Sep 15, 2015 Düsseldorf / Germany
The future of washing
How does Henkel develop success innovations? Besides the central research laboratories and the various regional research and development centers around the world, Henkel relies on an “open innovation” approach – a cooperation with external partners and experts. The Technology Advisory Board of the Laundry & Home Care business unit and a collaboration with the Rheinish-Westphalian Technical University (RWTH) in Aachen, Germany, are two examples of this approach.

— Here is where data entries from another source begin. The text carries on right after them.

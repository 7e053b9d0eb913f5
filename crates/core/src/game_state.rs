//! Game state module - the fixed-tick game loop state machine
//!
//! Ties the board, the active piece, the movement rules and scoring together.
//! The owner (the binary, or a test) drives it one tick at a time: an optional
//! player action, then the gravity counter. All state lives in this struct and
//! is passed by reference to the rule functions; there are no globals.

use log::{debug, info};

use crate::board::Board;
use crate::config::GameConfig;
use crate::piece::ActivePiece;
use crate::rng::SimpleRng;
use crate::rules::{can_place_at, hard_drop, landing_y, try_move, try_rotate};
use crate::snapshot::{ActiveSnapshot, GameSnapshot};
use crate::types::{EndReason, GameAction, RunState};

/// Complete game state
#[derive(Debug, Clone)]
pub struct GameState {
    board: Board,
    active: Option<ActivePiece>,
    rng: SimpleRng,
    config: GameConfig,
    score: u32,
    lines: u32,
    /// Pieces successfully spawned so far.
    pieces: u32,
    /// Ticks since the last gravity step.
    gravity_counter: u32,
    state: RunState,
    end_reason: Option<EndReason>,
    started: bool,
}

impl GameState {
    /// Create a new game with the given RNG seed and default tuning
    pub fn new(seed: u32) -> Self {
        Self::with_config(seed, GameConfig::default())
    }

    pub fn with_config(seed: u32, config: GameConfig) -> Self {
        Self::with_rng(SimpleRng::new(seed), config)
    }

    pub fn with_rng(rng: SimpleRng, config: GameConfig) -> Self {
        let mut board = Board::new();
        board.clear();
        Self {
            board,
            active: None,
            rng,
            config,
            score: 0,
            lines: 0,
            pieces: 0,
            gravity_counter: 0,
            state: RunState::Running,
            end_reason: None,
            started: false,
        }
    }

    /// Start the game and spawn the first piece.
    ///
    /// The first spawn can already top out if the board was pre-filled.
    pub fn start(&mut self) {
        if self.started {
            return;
        }
        self.started = true;
        self.spawn_piece();
    }

    pub fn started(&self) -> bool {
        self.started
    }

    pub fn state(&self) -> RunState {
        self.state
    }

    pub fn game_over(&self) -> bool {
        self.state == RunState::GameOver
    }

    pub fn end_reason(&self) -> Option<EndReason> {
        self.end_reason
    }

    pub fn score(&self) -> u32 {
        self.score
    }

    pub fn lines(&self) -> u32 {
        self.lines
    }

    pub fn pieces(&self) -> u32 {
        self.pieces
    }

    pub fn gravity_counter(&self) -> u32 {
        self.gravity_counter
    }

    pub fn config(&self) -> &GameConfig {
        &self.config
    }

    pub fn active(&self) -> Option<ActivePiece> {
        self.active
    }

    pub fn board(&self) -> &Board {
        &self.board
    }

    /// Mutable board access for setting up scenarios.
    pub fn board_mut(&mut self) -> &mut Board {
        &mut self.board
    }

    /// Replace the active piece, e.g. to place a known shape in a test.
    ///
    /// Ignored once the game is over.
    pub fn set_active(&mut self, piece: ActivePiece) {
        if self.state == RunState::Running {
            self.active = Some(piece);
        }
    }

    pub fn snapshot_into(&self, out: &mut GameSnapshot) {
        self.board.write_grid(&mut out.board);
        out.active = self.active.map(ActiveSnapshot::from);
        out.ghost_y = match (self.state, self.active) {
            (RunState::Running, Some(piece)) => Some(landing_y(&self.board, &piece)),
            _ => None,
        };
        out.score = self.score;
        out.lines = self.lines;
        out.pieces = self.pieces;
        out.state = self.state;
        out.end_reason = self.end_reason;
    }

    pub fn snapshot(&self) -> GameSnapshot {
        let mut s = GameSnapshot::default();
        self.snapshot_into(&mut s);
        s
    }

    /// Spawn a random piece at the spawn origin.
    ///
    /// If it collides right away the game is over; the colliding piece is
    /// kept only so the final frame can show it.
    pub(crate) fn spawn_piece(&mut self) -> bool {
        let piece = ActivePiece::spawn_random(&mut self.rng);
        self.active = Some(piece);

        if !can_place_at(&self.board, &piece, 0, 0) {
            self.end(EndReason::ToppedOut);
            return false;
        }

        self.pieces = self.pieces.wrapping_add(1);
        debug!("spawned {} (piece #{})", piece.kind.as_str(), self.pieces);
        true
    }

    fn end(&mut self, reason: EndReason) {
        if self.state == RunState::GameOver {
            return;
        }
        self.state = RunState::GameOver;
        self.end_reason = Some(reason);
        info!(
            "game over ({}): score={} lines={} pieces={}",
            reason.as_str(),
            self.score,
            self.lines,
            self.pieces
        );
    }

    fn accepts_input(&self) -> bool {
        self.started && self.state == RunState::Running
    }

    /// Apply one player action. Returns whether anything changed.
    pub fn apply_action(&mut self, action: GameAction) -> bool {
        if !self.accepts_input() {
            return false;
        }

        match action {
            GameAction::MoveLeft => self.try_move(-1, 0),
            GameAction::MoveRight => self.try_move(1, 0),
            GameAction::Rotate => self.try_rotate(),
            GameAction::HardDrop => {
                self.hard_drop();
                true
            }
            GameAction::Quit => {
                self.end(EndReason::Quit);
                true
            }
        }
    }

    /// Try to move the active piece
    pub fn try_move(&mut self, dx: i8, dy: i8) -> bool {
        if !self.accepts_input() {
            return false;
        }
        match self.active.as_mut() {
            Some(piece) => try_move(&self.board, piece, dx, dy),
            None => false,
        }
    }

    /// Try to rotate the active piece clockwise (no kicks)
    pub fn try_rotate(&mut self) -> bool {
        if !self.accepts_input() {
            return false;
        }
        match self.active.as_mut() {
            Some(piece) => try_rotate(&self.board, piece),
            None => false,
        }
    }

    /// Drop the active piece to the floor and lock it immediately.
    ///
    /// Returns the number of rows travelled.
    pub fn hard_drop(&mut self) -> u32 {
        if !self.accepts_input() {
            return 0;
        }
        let Some(piece) = self.active.as_mut() else {
            return 0;
        };
        let distance = hard_drop(&self.board, piece);
        self.lock_piece();
        distance
    }

    /// Merge the active piece, clear lines, award score and spawn the next piece.
    ///
    /// Returns the number of lines cleared.
    pub(crate) fn lock_piece(&mut self) -> u32 {
        let Some(piece) = self.active.take() else {
            return 0;
        };

        self.board.merge(&piece);
        let cleared = self.board.clear_full_rows();
        let lines_cleared = cleared.len() as u32;

        if lines_cleared > 0 {
            self.lines += lines_cleared;
            self.score = self
                .score
                .saturating_add(lines_cleared * self.config.points_per_line);
            debug!(
                "cleared rows {:?} (+{}), score={}",
                cleared.as_slice(),
                lines_cleared * self.config.points_per_line,
                self.score
            );
        }

        // The next piece gets a full gravity interval.
        self.gravity_counter = 0;
        self.spawn_piece();
        lines_cleared
    }

    /// Advance the gravity counter by one tick.
    ///
    /// Every `gravity_ticks` ticks the piece moves down one row, or locks if
    /// it cannot. Returns true when a gravity step happened.
    pub fn tick(&mut self) -> bool {
        if !self.accepts_input() {
            return false;
        }

        self.gravity_counter += 1;
        if self.gravity_counter < self.config.gravity_ticks.max(1) {
            return false;
        }
        self.gravity_counter = 0;

        if !self.try_move(0, 1) {
            self.lock_piece();
        }
        true
    }

    /// One full loop tick: the polled action (if any), then gravity.
    pub fn step(&mut self, action: Option<GameAction>) {
        if let Some(action) = action {
            self.apply_action(action);
        }
        self.tick();
    }
}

Integrating universities, research institutes, suppliers and customers is an important part of Henkel’s research and development strategy in order to bring innovations to the market that follow the current trends. That’s why the Laundry & Home Care business unit established a Technology Advisory Board in 2009 – a committee of eight internationally recognized top scientists from all disciplines relevant to Henkel’s research and development activities. Henkel works with these experts to research and evaluate scientific trends, and to assess future consumer needs and detergent and cleaning product requirements. Focus topics this year included encapsulation technologies, interactions of polymers and surfactants and the effect of olfactory receptors.
Another example of Henkel’s close cooperation with external research partners is the collaboration with RWTH in Aachen. The concept is called “Henkel Innovation Campus for Advanced Sustainable Technologies” (HICAST). In this innovation campus, the laundry and home-care products of the future are developed – products that contribute even more to saving resources and that are even more efficient. Henkel is investing several million euros in this interdisciplinary collaboration with four professors from the fields of chemistry and biotechnology. The scope is to investigate new and sustainable basic raw materials and develop completely new active substances. This includes new enzymes. Powerful enzymes boost the cleaning performance of laundry detergents, automatic dishwashing detergents, and, most recently, hand dishwashing liquids, particularly at low temperatures. Often, they can reduce the need for classic ingredients, such as surfactants. This makes it possible to achieve significant cuts in energy and resource use.